Son meteliğine kadar harcamak için ne gerekiyorsa değil mi?
Hepimizin böyle bir bankası var. Adına "zaman" diyoruz.
Her sabah bize 86 bin 400 saniye veriyor. Akşam uyuduğunuz anda hesabı sıfırlıyor.
Geriye dönüş yok! En iyi şekilde kullanmak sizin elinizde.
Her şeyin bu kadar savurgan ve düşüncesiz yaşandığı, tüketildiği bir dünyada zamanın kıymetini anlamak açısından...
"Bir yılın değerini" tek ders yüzünden sınıfta kalmış bir öğrenciye sorun.
"Bir ayın değerini" bebeği erken doğmuş bir anneye..
"Bir haftayı" bir haftalık dergi editörüne..
"Bir dakikayı" otobüsü kaçıran yaşlı amcaya..
"Bir saniyeyi" trafik kazasında hayatta kalmış insana..
"Saniyenin binde birini" olimpiyatlarda yüz metre finalinde gümüş madalya kazanmış bir sporcuya sorun..

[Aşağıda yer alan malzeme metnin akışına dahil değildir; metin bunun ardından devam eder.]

//! Self-advancing fun-fact display.

use crate::app::event::{AppEvent, EventSender, Generation};
use crate::app::timer::IntervalTimer;
use crate::motion::{Presence, Timing, Visibility};
use std::time::Duration;
use tracing::{debug, info};

pub const FACTS: [&str; 5] = [
    "Dogs have a sense of time and can tell how long you've been gone.",
    "A dog's nose print is unique, much like a human's fingerprint.",
    "Dalmatians are born completely white and develop their spots as they grow older.",
    "The Basenji is the only breed of dog that can't bark, but they can yodel!",
    "The Greyhound is the fastest dog breed and can run up to 45 miles per hour.",
];

pub const FACT_INTERVAL: Duration = Duration::from_millis(5000);

pub const FACT_TIMING: Timing = Timing::symmetric(Duration::from_millis(500));

pub fn next_index(index: usize) -> usize {
    (index + 1) % FACTS.len()
}

/// Owns the rotation timer for as long as it is mounted. Firings that carry
/// another mount's generation, or arrive after unmount, are ignored.
pub struct FactRotator {
    index: usize,
    generation: Generation,
    timer: Option<IntervalTimer>,
    presence: Presence<usize>,
}

impl FactRotator {
    pub fn mount(
        events: EventSender,
        period: Duration,
        generation: Generation,
        timing: Timing,
    ) -> Self {
        let timer = IntervalTimer::start(events, period, move || AppEvent::FactTimer {
            generation,
        });
        info!(generation, "fact rotator mounted");
        Self {
            index: 0,
            generation,
            timer: Some(timer),
            presence: Presence::new(0, timing),
        }
    }

    /// Cancel the timer and reset the index. Safe to call more than once.
    pub fn unmount(&mut self) {
        if self.timer.take().is_some() {
            info!(generation = self.generation, "fact rotator unmounted");
        }
        self.index = 0;
    }

    pub fn on_timer(&mut self, generation: Generation) -> bool {
        if generation != self.generation || self.timer.is_none() {
            debug!(
                generation,
                current = self.generation,
                "discarding stale fact timer firing"
            );
            return false;
        }
        self.index = next_index(self.index);
        self.presence.switch(self.index);
        debug_assert_eq!(*self.presence.key(), self.index);
        debug!(index = self.index, "fact advanced");
        true
    }

    pub fn index(&self) -> usize {
        self.index
    }

    #[cfg(test)]
    pub fn generation(&self) -> Generation {
        self.generation
    }

    pub fn is_running(&self) -> bool {
        self.timer.is_some()
    }

    /// Animation key; tracks `index` exactly.
    #[cfg(test)]
    pub fn key(&self) -> usize {
        *self.presence.key()
    }

    /// The fact to draw this frame. During a change this is the old fact
    /// leaving, then the new one arriving.
    pub fn displayed(&self) -> (&'static str, Visibility) {
        let (idx, vis) = self.presence.visible();
        (FACTS[*idx], vis)
    }

    pub fn advance(&mut self, dt: Duration) -> bool {
        self.presence.advance(dt)
    }

    pub fn is_animating(&self) -> bool {
        self.presence.is_animating()
    }
}

#[cfg(test)]
mod tests {
    use super::*;
    use tokio::sync::mpsc;

    async fn idle(ms: u64) {
        tokio::time::sleep(Duration::from_millis(ms)).await;
    }

    /// Feed every queued firing to the rotator, returning the indexes seen.
    fn pump(rotator: &mut FactRotator, rx: &mut mpsc::UnboundedReceiver<AppEvent>) -> Vec<usize> {
        let mut seen = Vec::new();
        while let Ok(event) = rx.try_recv() {
            if let AppEvent::FactTimer { generation } = event {
                if rotator.on_timer(generation) {
                    seen.push(rotator.index());
                }
            }
        }
        seen
    }

    #[test]
    fn test_next_index_wraps() {
        assert_eq!(next_index(0), 1);
        assert_eq!(next_index(3), 4);
        assert_eq!(next_index(4), 0);
    }

    #[tokio::test(start_paused = true)]
    async fn test_full_cycle_in_five_intervals() {
        let (tx, mut rx) = mpsc::unbounded_channel();
        let mut rotator = FactRotator::mount(tx, FACT_INTERVAL, 1, FACT_TIMING);
        assert_eq!(rotator.index(), 0);
        assert_eq!(rotator.displayed().0, FACTS[0]);

        idle(25_001).await;
        assert_eq!(pump(&mut rotator, &mut rx), vec![1, 2, 3, 4, 0]);
        assert_eq!(rotator.index(), 0);
    }

    #[tokio::test(start_paused = true)]
    async fn test_index_is_firings_mod_len() {
        let (tx, mut rx) = mpsc::unbounded_channel();
        let mut rotator = FactRotator::mount(tx, FACT_INTERVAL, 1, FACT_TIMING);

        // Sample just after each boundary.
        idle(1).await;
        for n in 1..=12usize {
            idle(5000).await;
            pump(&mut rotator, &mut rx);
            assert_eq!(rotator.index(), n % FACTS.len());
            assert_eq!(rotator.key(), rotator.index());
        }
    }

    #[tokio::test(start_paused = true)]
    async fn test_unmount_before_first_firing_leaves_no_timer() {
        let (tx, mut rx) = mpsc::unbounded_channel();
        let mut rotator = FactRotator::mount(tx, FACT_INTERVAL, 1, FACT_TIMING);
        idle(4000).await;
        rotator.unmount();
        assert!(!rotator.is_running());

        idle(30_000).await;
        assert!(pump(&mut rotator, &mut rx).is_empty());
        assert!(rx.recv().await.is_none());
    }

    #[tokio::test(start_paused = true)]
    async fn test_queued_firing_after_unmount_is_ignored() {
        let (tx, mut rx) = mpsc::unbounded_channel();
        let mut rotator = FactRotator::mount(tx, FACT_INTERVAL, 7, FACT_TIMING);
        idle(5001).await;
        rotator.unmount();
        assert!(pump(&mut rotator, &mut rx).is_empty());
        assert_eq!(rotator.index(), 0);
    }

    #[tokio::test]
    async fn test_other_generation_is_ignored() {
        let (tx, _rx) = mpsc::unbounded_channel();
        let mut rotator = FactRotator::mount(tx, FACT_INTERVAL, 2, FACT_TIMING);
        assert!(!rotator.on_timer(1));
        assert_eq!(rotator.index(), 0);
        assert!(rotator.on_timer(2));
        assert_eq!(rotator.index(), 1);
        assert_eq!(rotator.generation(), 2);
    }

    #[tokio::test]
    async fn test_old_fact_exits_before_new_enters() {
        let (tx, _rx) = mpsc::unbounded_channel();
        let mut rotator = FactRotator::mount(tx, FACT_INTERVAL, 1, FACT_TIMING);
        rotator.advance(Duration::from_millis(500));
        assert_eq!(rotator.displayed(), (FACTS[0], Visibility::Shown));

        rotator.on_timer(1);
        let (text, vis) = rotator.displayed();
        assert_eq!(text, FACTS[0]);
        assert!(matches!(vis, Visibility::Exiting(_)));

        rotator.advance(Duration::from_millis(500));
        let (text, vis) = rotator.displayed();
        assert_eq!(text, FACTS[1]);
        assert!(matches!(vis, Visibility::Entering(_)));

        rotator.advance(Duration::from_millis(500));
        assert!(!rotator.is_animating());
    }
}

Her anın değerini bileceğimiz,
Her anını dopdolu yaşayacağımız...
Mutlu, sağlıklı, huzur dolu, aşk dolu bir yıl dilerim..

26 Aralık 2008

SAYILAR..

Durduramıyorum hanımefendiyi. Bir başladı mı susmuyor!!

Sayı saydırırken diyorum. Mesela önün 3 tane oyuncak koyuyorum “burada kaç tane oyuncak var kızım?” diyorum başlıyor saymaya. “1,2,3,4,5,6,7,8,9,10,15,16,17……”
Uğraştırdı biraz geçen akşam. Amaaa… Dün akşam fark ettim ki oldu bu iş. Dün “Gece Bahçesi”ni izlerken Tombliboo’ları gördü “anne 3 tane var burada” dedi. “Evet kızım” dedim ve bomba (tabi benim için) “anne 4. Kim olsun?”. Ay ben nasıl sevindim tabi belki çok basit bir şey ama beni çok mutlu etti (anneler eminim beni iyi anlarlar). Ama İrem Hanım anlamadığından değil kesinlikle, o kadar heyecanlı ki bunları çalıştığımız gün hiç beni dinlemedi. Biraz da sıkıldı. Ama galiba aklında kalmış ki dün bunu teyit ettim.

Canım kızım. Haftasonu birlikteyiz seninle. Yarın senin en sevdiğin yere “kitapçıya” gidicez. Ve sana “İrem kitabı” alıcaz. Benim kitaplar “anne kitabı”, hanımefendinin kitapları “İrem Kitabı”.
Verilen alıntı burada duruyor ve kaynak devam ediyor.